Research has documented the difficulty business and accounting students have in introductory accounting courses, and significant effort has focused on changes internal to the courses to try to improve student outcomes. Internationally and across the United States, most accounting programs separate introductory financial (FA) and managerial (MA) accounting into two independent courses because the course content and purpose of each are distinct. One underexplored way institutions might affect student outcomes is by determining the sequence in which students take principles courses at the same cognitive level. We use student data from a diverse non-selective institution, with 100 nations represented, combined with several econometric approaches to identify the effect, if any, of course ordering on course outcomes and long-term student outcomes for business and accounting students. Our results recommend that the practical and optimal sequencing method for accounting majors is FA before MA. For other students, we find evidence of an ‘accounting burnout effect’: students perform noticeably worse in their second accounting course regardless of sequencing, or do noticeably worse in both if taken simultaneously, another type of burnout. Given the similarities of accounting programs internationally and the diverse nature of our data, our findings can be generalized to international audiences.

Acknowledgements

Thanks go to the anonymous reviewers and editors for their insightful comments and suggestions. Thanks also go to the Georgia Gwinnett College (GGC) Institutional Review Board (IRB) for approving the research procedures for IRB# 17435 and the GGC Office of Institutional Research for providing data.

Disclosure statement

No potential conflict of interest was reported by the author(s).

Notes

1 One critical distinction between Kaminski et al. (Citation2020) and the present study is that they do not use within-student comparisons. Put another way, they examine all grades in either course, and so the increase in success measures in the second course may be attributable to attrition/selection bias, as most of the students in their study only need to take the first course. This study compares only students who have taken both courses, and so our examination of course ordering is robust to these potential sources of bias.

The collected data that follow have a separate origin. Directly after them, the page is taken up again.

use crate::error::{PricingError, PricingResult};
use crate::money::{
    apply_percent, cap_at, div_rounded, money_from_i128, Money, Rate, Rounding,
};
use crate::receipt;
use crate::types::{Cart, CartItem, FeeSchedule, PriceBreakdown, ReceiptLine};

// =============================================================================
// Output
// =============================================================================

/// The rates a quote was priced with, kept for labels and checkout notes.
#[derive(Debug, Clone, Copy, PartialEq, Eq, Serialize, Deserialize, TS)]
#[ts(export)]
pub struct AppliedRates {
    pub discount: Rate,
    pub tax: Rate,
    pub platform_fee: Rate,
    pub processing: Rate,
    pub processing_fixed: Money,
}

impl AppliedRates {
    fn resolved(fees: &ResolvedFees, discount: Rate) -> Self {
        AppliedRates {
            discount,
            tax: fees.tax,
            platform_fee: fees.platform_fee,
            processing: fees.processing,
            processing_fixed: fees.processing_fixed,
        }
    }
}

/// The rates `cart` is labelled with under `fees`, without computing any amount.
///
/// Used to describe a stored quote whose amounts must not be recomputed.
pub fn applied_rates(cart: &Cart, fees: &FeeSchedule) -> PricingResult<AppliedRates> {
    let fees = resolve_fee_schedule(fees)?;
    let discount = resolve_discount(cart.discount_percent)?;
    Ok(AppliedRates::resolved(&fees, discount))
}

/// Result of [`price`].
#[derive(Debug, Clone, PartialEq, Serialize, Deserialize, TS)]
#[ts(export)]
pub struct PriceQuote {
    pub breakdown: PriceBreakdown,
    /// Items in cart order, then discount, tax, tip, service fee, processing fee.
    pub receipt_lines: Vec<ReceiptLine>,
    pub rates: AppliedRates,
}

impl PriceQuote {
    /// Σ amount × quantity over every receipt line.
    pub fn receipt_total(&self) -> PricingResult<Money> {
        self.receipt_lines
            .iter()
            .try_fold(Money::zero(), |acc, line| acc.checked_add(line.total()?))
    }

    /// Checks the reconciliation invariants of the breakdown and receipt.
    pub fn reconciles(&self) -> bool {
        let b = &self.breakdown;
        let components =
            b.taxable_cents + b.tax_cents + b.tip_cents + b.platform_fee_cents + b.processing_fee_cents;

        components == b.gross_total_cents
            && b.application_fee_cents == b.platform_fee_cents + b.tip_skim_cents
            && b.gross_total_cents - b.processing_fee_cents - b.application_fee_cents
                == b.seller_net_cents
            && b.seller_net_cents == b.taxable_cents + b.tax_cents + (b.tip_cents - b.tip_skim_cents)
            && self
                .receipt_total()
                .map(|total| total.cents() == b.gross_total_cents)
                .unwrap_or(false)
    }
}

// =============================================================================
// Fee Schedule Resolution
// =============================================================================

/// A fee schedule after validation, in integer form.
#[derive(Debug, Clone, Copy)]
pub(crate) struct ResolvedFees {
    pub tax: Rate,
    pub platform_fee: Rate,
    pub platform_fee_cap: Option<Money>,
    pub processing: Rate,
    pub processing_fixed: Money,
    pub tip_skim_threshold: Money,
    pub tip_skim_cap: Money,
}

fn schedule_percent(field: &str, value: f64) -> PricingResult<Rate> {
    if !value.is_finite() {
        return Err(PricingError::invalid_fee_schedule(format!(
            "{} must be a finite number",
            field
        )));
    }
    if value < 0.0 {
        return Err(PricingError::invalid_fee_schedule(format!(
            "{} cannot be negative, got {}",
            field, value
        )));
    }
    Rate::from_percentage(value)
        .map_err(|e| PricingError::invalid_fee_schedule(format!("{}: {}", field, e)))
}

fn schedule_cents(field: &str, cents: i64) -> PricingResult<Money> {
    if cents < 0 {
        return Err(PricingError::invalid_fee_schedule(format!(
            "{} cannot be negative, got {}",
            field, cents
        )));
    }
    Ok(Money::from_cents(cents))
}

/// Validates every schedule field and converts it to integer form.
pub(crate) fn resolve_fee_schedule(fees: &FeeSchedule) -> PricingResult<ResolvedFees> {
    let tax = schedule_percent("tax_percent", fees.tax_percent)?;
    let platform_fee = schedule_percent("platform_fee_percent", fees.platform_fee_percent)?;

    let platform_fee_cap = fees
        .platform_fee_cap_cents
        .map(|cap| schedule_cents("platform_fee_cap_cents", cap))
        .transpose()?;

    if !fees.processing_rate.is_finite() || fees.processing_rate < 0.0 {
        return Err(PricingError::invalid_fee_schedule(format!(
            "processing_rate must be a fraction in [0, 1), got {}",
            fees.processing_rate
        )));
    }
    if fees.processing_rate >= 1.0 {
        return Err(PricingError::invalid_fee_schedule(format!(
            "processing_rate must be below 1, got {}",
            fees.processing_rate
        )));
    }
    let processing = Rate::from_fraction(fees.processing_rate)
        .map_err(|e| PricingError::invalid_fee_schedule(format!("processing_rate: {}", e)))?;

    Ok(ResolvedFees {
        tax,
        platform_fee,
        platform_fee_cap,
        processing,
        processing_fixed: schedule_cents("processing_fixed_cents", fees.processing_fixed_cents)?,
        tip_skim_threshold: schedule_cents(
            "tip_skim_threshold_cents",
            fees.tip_skim_threshold_cents,
        )?,
        tip_skim_cap: schedule_cents("tip_skim_cap_cents", fees.tip_skim_cap_cents)?,
    })
}
impl OrderRepository {
    /// Creates a new OrderRepository.
    pub fn new(pool: SqlitePool) -> Self {
        OrderRepository { pool }
    }

    /// Persists a new order and returns it with id, number and timestamps.
    ///
    /// The order number and the row are written in one transaction, so a
    /// failed insert never burns a number.
    pub async fn insert(&self, new: NewOrder) -> DbResult<Order> {
        let id = Uuid::new_v4().to_string();
        let created_at = now();

        let mut tx = self.pool.begin().await?;
        let order_number = next_order_number(&mut tx, created_at).await?;

        debug!(id = %id, order_number = %order_number, status = %new.payment_status, "Inserting order");

        let order = Order {
            id,
            order_number,
            restaurant_id: new.restaurant_id,
            customer: new.customer,
            fulfillment: new.fulfillment,
            notes: new.notes,
            cart: new.cart,
            fees: new.fees,
            breakdown: new.breakdown,
            receipt_lines: new.receipt_lines,
            payment_status: new.payment_status,
            checkout_link_id: new.checkout_link_id,
            checkout_url: new.checkout_url,
            is_visible: new.is_visible,
            created_at,
            updated_at: created_at,
        };

        sqlx::query(
            r#"
            INSERT INTO orders (
                id, order_number, restaurant_id,
                customer_name, customer_phone, customer_json, fulfillment, notes,
                cart_json, fees_json, breakdown_json, receipt_json,
                gross_total_cents, application_fee_cents,
                payment_status, checkout_link_id, checkout_url,
                is_visible, created_at, updated_at
            ) VALUES (
                ?1, ?2, ?3,
                ?4, ?5, ?6, ?7, ?8,
                ?9, ?10, ?11, ?12,
                ?13, ?14,
                ?15, ?16, ?17,
                ?18, ?19, ?20
            )
            "#,
        )
        .bind(&order.id)
        .bind(&order.order_number)
        .bind(&order.restaurant_id)
        .bind(&order.customer.name)
        .bind(&order.customer.phone)
        .bind(serde_json::to_string(&order.customer)?)
        .bind(order.fulfillment)
        .bind(&order.notes)
        .bind(serde_json::to_string(&order.cart)?)
        .bind(serde_json::to_string(&order.fees)?)
        .bind(serde_json::to_string(&order.breakdown)?)
        .bind(serde_json::to_string(&order.receipt_lines)?)
        .bind(order.breakdown.gross_total_cents)
        .bind(order.breakdown.application_fee_cents)
        .bind(order.payment_status)
        .bind(&order.checkout_link_id)
        .bind(&order.checkout_url)
        .bind(order.is_visible)
        .bind(timestamp(order.created_at))
        .bind(timestamp(order.updated_at))
        .execute(&mut *tx)
        .await?;

        tx.commit().await?;

        Ok(order)
    }

    /// Gets an order by ID.
    pub async fn get_by_id(&self, id: &str) -> DbResult<Option<Order>> {
        let row: Option<OrderRow> = sqlx::query_as(&format!("{} WHERE id = ?1", SELECT_ORDER))
            .bind(id)
            .fetch_optional(&self.pool)
            .await?;

        row.map(Order::try_from).transpose()
    }

    /// Gets the order a checkout link was created for.
    pub async fn get_by_checkout_link(&self, link_id: &str) -> DbResult<Option<Order>> {
        let row: Option<OrderRow> =
            sqlx::query_as(&format!("{} WHERE checkout_link_id = ?1", SELECT_ORDER))
                .bind(link_id)
                .fetch_optional(&self.pool)
                .await?;

        row.map(Order::try_from).transpose()
    }

    /// Lists orders newest first.
    ///
    /// Hidden orders (saved without a link) are skipped unless `include_hidden`.
    pub async fn list_recent(&self, limit: i64, include_hidden: bool) -> DbResult<Vec<Order>> {
        let rows: Vec<OrderRow> = sqlx::query_as(&format!(
            "{} WHERE (?1 OR is_visible = 1) ORDER BY created_at DESC, rowid DESC LIMIT ?2",
            SELECT_ORDER
        ))
        .bind(include_hidden)
        .bind(limit.clamp(1, MAX_LIST_LIMIT))
        .fetch_all(&self.pool)
        .await?;

        rows.into_iter().map(Order::try_from).collect()
    }

    /// Lists orders in one payment status, newest first.
    pub async fn list_by_status(&self, status: PaymentStatus, limit: i64) -> DbResult<Vec<Order>> {
        let rows: Vec<OrderRow> = sqlx::query_as(&format!(
            "{} WHERE payment_status = ?1 ORDER BY created_at DESC, rowid DESC LIMIT ?2",
            SELECT_ORDER
        ))
        .bind(status)
        .bind(limit.clamp(1, MAX_LIST_LIMIT))
        .fetch_all(&self.pool)
        .await?;

        rows.into_iter().map(Order::try_from).collect()
    }

    /// Attaches a checkout link to a saved order and moves it to RequiresPayment.
    ///
    /// Allowed from Pending (saved only) and Failed (new link after a failed
    /// payment). The order becomes visible.
    pub async fn attach_checkout_link(
        &self,
        id: &str,
        link_id: &str,
        url: &str,
    ) -> DbResult<Order> {
        let current = self.require(id).await?;
        let next = current
            .payment_status
            .transition_to(id, PaymentStatus::RequiresPayment)
            .map_err(|e| DbError::InvalidTransition(e.to_string()))?;

        debug!(id = %id, link_id = %link_id, "Attaching checkout link");

        let result = sqlx::query(
            r#"
            UPDATE orders SET
                checkout_link_id = ?2,
                checkout_url = ?3,
                payment_status = ?4,
                is_visible = 1,
                updated_at = ?5
            WHERE id = ?1 AND payment_status = ?6
            "#,
        )
        .bind(id)
        .bind(link_id)
        .bind(url)
        .bind(next)
        .bind(timestamp(now()))
        .bind(current.payment_status)
        .execute(&self.pool)
        .await?;

        if result.rows_affected() == 0 {
            return Err(DbError::conflict("Order", id));
        }

        self.require(id).await
    }

    /// Moves an order to `next`, enforcing the payment lifecycle.
    ///
    /// The update is conditional on the status read, so two concurrent
    /// updates cannot both apply.
    pub async fn update_payment_status(&self, id: &str, next: PaymentStatus) -> DbResult<Order> {
        let current = self.require(id).await?;
        current
            .payment_status
            .transition_to(id, next)
            .map_err(|e| DbError::InvalidTransition(e.to_string()))?;

        debug!(id = %id, from = %current.payment_status, to = %next, "Updating payment status");

        let result = sqlx::query(
            r#"
            UPDATE orders SET
                payment_status = ?2,
                updated_at = ?3
            WHERE id = ?1 AND payment_status = ?4
            "#,
        )
        .bind(id)
        .bind(next)
        .bind(timestamp(now()))
        .bind(current.payment_status)
        .execute(&self.pool)
        .await?;

        if result.rows_affected() == 0 {
            return Err(DbError::conflict("Order", id));
        }

        self.require(id).await
    }

    /// Shows or hides an order on the dashboard.
    pub async fn set_visibility(&self, id: &str, visible: bool) -> DbResult<()> {
        let result = sqlx::query("UPDATE orders SET is_visible = ?2, updated_at = ?3 WHERE id = ?1")
            .bind(id)
            .bind(visible)
            .bind(timestamp(now()))
            .execute(&self.pool)
            .await?;

        if result.rows_affected() == 0 {
            return Err(DbError::not_found("Order", id));
        }

        Ok(())
    }

    async fn require(&self, id: &str) -> DbResult<Order> {
        self.get_by_id(id)
            .await?
            .ok_or_else(|| DbError::not_found("Order", id))
    }
}

/// Hands out the next `YYYYMMDD-NNNN` for the UTC day of `at`.
async fn next_order_number(tx: &mut Transaction<'_, Sqlite>, at: DateTime<Utc>) -> DbResult<String> {
    let day = at.format("%Y%m%d").to_string();

    let seq: i64 = sqlx::query_scalar(
        r#"
        INSERT INTO order_number_sequence (day, last_value) VALUES (?1, 1)
        ON CONFLICT(day) DO UPDATE SET last_value = last_value + 1
        RETURNING last_value
        "#,
    )
    .bind(&day)
    .fetch_one(&mut **tx)
    .await?;

    Ok(format!("{}-{:04}", day, seq))
}
//! # quote
//!
//! Prices a cart from the command line.
//!
//! ```text
//! quote cart.json            # read the cart from a file
//! quote - < cart.json        # read the cart from stdin
//! ```
//!
//! The fee schedule comes from the `PLATEFUL_*` environment variables,
//! falling back to the defaults. The quote is printed to stdout as JSON;
//! logs and errors go to stderr.

use std::io::Read;
use std::process::ExitCode;

use plateful_core::{price, Cart, PriceQuote};
use plateful_orders::config::fee_schedule_from_env;
use plateful_orders::telemetry::init_tracing;
use plateful_orders::{OrderError, OrderResult};
use tracing::{debug, error};

fn main() -> ExitCode {
    init_tracing();

    let path = match std::env::args().nth(1) {
        Some(path) => path,
        None => {
            eprintln!("usage: quote <cart.json | ->");
            return ExitCode::from(2);
        }
    };

    match run(&path) {
        Ok(quote) => match serde_json::to_string_pretty(&quote) {
            Ok(json) => {
                println!("{}", json);
                ExitCode::SUCCESS
            }
            Err(e) => {
                error!(error = %e, "Failed to serialize quote");
                ExitCode::FAILURE
            }
        },
        Err(e) => {
            let body = e.to_body();
            match serde_json::to_string(&body) {
                Ok(json) => eprintln!("{}", json),
                Err(_) => eprintln!("{}", body.message),
            }
            ExitCode::FAILURE
        }
    }
}

fn run(path: &str) -> OrderResult<PriceQuote> {
    let raw = if path == "-" {
        let mut buf = String::new();
        std::io::stdin()
            .read_to_string(&mut buf)
            .map_err(|e| OrderError::InvalidInput(format!("stdin: {}", e)))?;
        buf
    } else {
        std::fs::read_to_string(path)
            .map_err(|e| OrderError::InvalidInput(format!("{}: {}", path, e)))?
    };

    let cart: Cart = serde_json::from_str(&raw)
        .map_err(|e| OrderError::InvalidInput(format!("cart JSON: {}", e)))?;
    let fees = fee_schedule_from_env()?;

    debug!(items = cart.items.len(), "Pricing cart");
    Ok(price(&cart, &fees)?)
}
//! # Receipt Lines
//!
//! Builds the itemized lines a payer sees from a priced breakdown.
//!
//! ## Line Order
//! ```text
//! ┌─────────────────────────────────────────────────────────────┐
//! │  Burger (Cheese, Bacon)               $13.50  × 2           │  ← items, cart order
//! │  Fries                                 $3.00  × 1           │
//! │  Discount (10%)                       -$3.00                │  ← only if non-zero
//! │  Tax (9.5%)                            $2.57                │
//! │  Tip                                   $5.00                │
//! │  Service fee (7.5%) incl. $1.00 tip    $2.03                │
//! │  Processing fee (2.9% + $0.30)         $1.25                │
//! │  ──────────────────────────────────────────────             │
//! │  Σ amount × quantity                = gross total           │
//! └─────────────────────────────────────────────────────────────┘
//! ```
//!
//! Item lines are always emitted (even at quantity zero). Every other line is
//! emitted only when its amount is non-zero.

use crate::error::PricingResult;
use crate::money::Money;
use crate::pricing::AppliedRates;
use crate::types::{Cart, CartItem, PriceBreakdown, ReceiptLine, ReceiptLineKind};

const FALLBACK_ITEM_LABEL: &str = "Item";
const FALLBACK_MODIFIER_LABEL: &str = "Option";

/// Display label for an item line: `"Name (Mod1, Mod2)"`.
///
/// Blank names fall back to `"Item"`; blank modifier names to `"Option"`.
///
/// ## Example
/// ```rust
/// use plateful_core::receipt::item_label;
/// use plateful_core::CartItem;
///
/// let item = CartItem::new("Burger", 1000, 1)
///     .with_modifier("Cheese", 150)
///     .with_modifier("", 0);
/// assert_eq!(item_label(&item), "Burger (Cheese, Option)");
/// ```
pub fn item_label(item: &CartItem) -> String {
    let name = match item.name.trim() {
        "" => FALLBACK_ITEM_LABEL,
        trimmed => trimmed,
    };

    if item.modifiers.is_empty() {
        return name.to_string();
    }

    let modifiers: Vec<&str> = item
        .modifiers
        .iter()
        .map(|m| match m.name.trim() {
            "" => FALLBACK_MODIFIER_LABEL,
            trimmed => trimmed,
        })
        .collect();

    format!("{} ({})", name, modifiers.join(", "))
}

fn processing_label(rates: &AppliedRates) -> String {
    match (rates.processing.is_zero(), rates.processing_fixed.is_zero()) {
        (false, false) => format!("Processing fee ({} + {})", rates.processing, rates.processing_fixed),
        (false, true) => format!("Processing fee ({})", rates.processing),
        (true, false) => format!("Processing fee ({})", rates.processing_fixed),
        (true, true) => "Processing fee".to_string(),
    }
}

fn single(kind: ReceiptLineKind, label: String, amount: Money) -> ReceiptLine {
    ReceiptLine {
        kind,
        label,
        amount_cents: amount.cents(),
        quantity: 1,
    }
}

/// Assembles the receipt for a cart and its breakdown.
pub(crate) fn build_receipt_lines(
    cart: &Cart,
    breakdown: &PriceBreakdown,
    rates: &AppliedRates,
) -> PricingResult<Vec<ReceiptLine>> {
    let mut lines = Vec::with_capacity(cart.items.len() + 5);

    for item in &cart.items {
        lines.push(ReceiptLine {
            kind: ReceiptLineKind::Item,
            label: item_label(item),
            amount_cents: item.effective_unit_price()?.cents(),
            quantity: item.quantity,
        });
    }

    let discount = Money::from_cents(breakdown.discount_cents);
    if !discount.is_zero() {
        lines.push(single(
            ReceiptLineKind::Discount,
            format!("Discount ({})", rates.discount),
            -discount,
        ));
    }

    let tax = Money::from_cents(breakdown.tax_cents);
    if !tax.is_zero() {
        lines.push(single(ReceiptLineKind::Tax, format!("Tax ({})", rates.tax), tax));
    }

    let skim = Money::from_cents(breakdown.tip_skim_cents);
    let platform_fee = Money::from_cents(breakdown.platform_fee_cents);

    let tip = Money::from_cents(breakdown.tip_cents);
    if !tip.is_zero() {
        // With no service fee line to carry it, the tip line discloses the skim.
        let label = if !skim.is_zero() && platform_fee.is_zero() {
            format!("Tip ({} to platform)", skim)
        } else {
            "Tip".to_string()
        };
        lines.push(single(ReceiptLineKind::Tip, label, tip));
    }

    if !platform_fee.is_zero() {
        let mut label = format!("Service fee ({})", rates.platform_fee);
        if !skim.is_zero() {
            label.push_str(&format!(" incl. {} from tip", skim));
        }
        lines.push(single(ReceiptLineKind::PlatformFee, label, platform_fee));
    }

    let processing_fee = Money::from_cents(breakdown.processing_fee_cents);
    if !processing_fee.is_zero() {
        lines.push(single(
            ReceiptLineKind::ProcessingFee,
            processing_label(rates),
            processing_fee,
        ));
    }

    Ok(lines)
}

/// Short note describing the service fee, for the checkout page.
///
/// ## Example
/// ```rust
/// use plateful_core::{price, receipt, Cart, CartItem, FeeSchedule};
///
/// let quote = price(&Cart::new(vec![CartItem::new("Burger", 1000, 2)]), &FeeSchedule::default()).unwrap();
/// assert_eq!(receipt::service_fee_note(&quote), "Includes service fee $1.50 (7.5%).");
/// ```
pub fn service_fee_note(quote: &crate::pricing::PriceQuote) -> String {
    let fee = Money::from_cents(quote.breakdown.platform_fee_cents);
    let skim = Money::from_cents(quote.breakdown.tip_skim_cents);

    if skim.is_zero() {
        format!("Includes service fee {} ({}).", fee, quote.rates.platform_fee)
    } else {
        format!(
            "Includes service fee {} ({}) and {} of the tip.",
            fee, quote.rates.platform_fee, skim
        )
    }
}

// =============================================================================
// Unit Tests
// =============================================================================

2 As noted above, the results from Kaminski et al. (Citation2020) may be explained by attrition/selection bias, so it is possible that their results are consistent with the findings of the present study.

3 (Multiple) imputation is the statistical process of replacing missing data with substituted values, using the data that are available to predict the missing value(s). Here, this was accomplished with the R package ‘mice’ (Multivariate Imputation by Chained Equations), which uses the algorithm described by Van Buuren and Groothuis-Oudshoorn (Citation2011).

4 A helpful reviewer pointed out the possibility that students are exerting additional effort in their first attempt at an accounting course, earning higher grades than expected, and then rationally adjusting effort downward to achieve their academic goals in their second course. This is an intriguing possibility that we cannot directly disentangle from ‘burnout’ given our data. Anecdotally, it is very rare to hear any student say that their first accounting course was easier than they expected, and 18% of our sample did not succeed in their first attempt at taking a principles of accounting course. It is nonetheless a possibility worth examining in future study.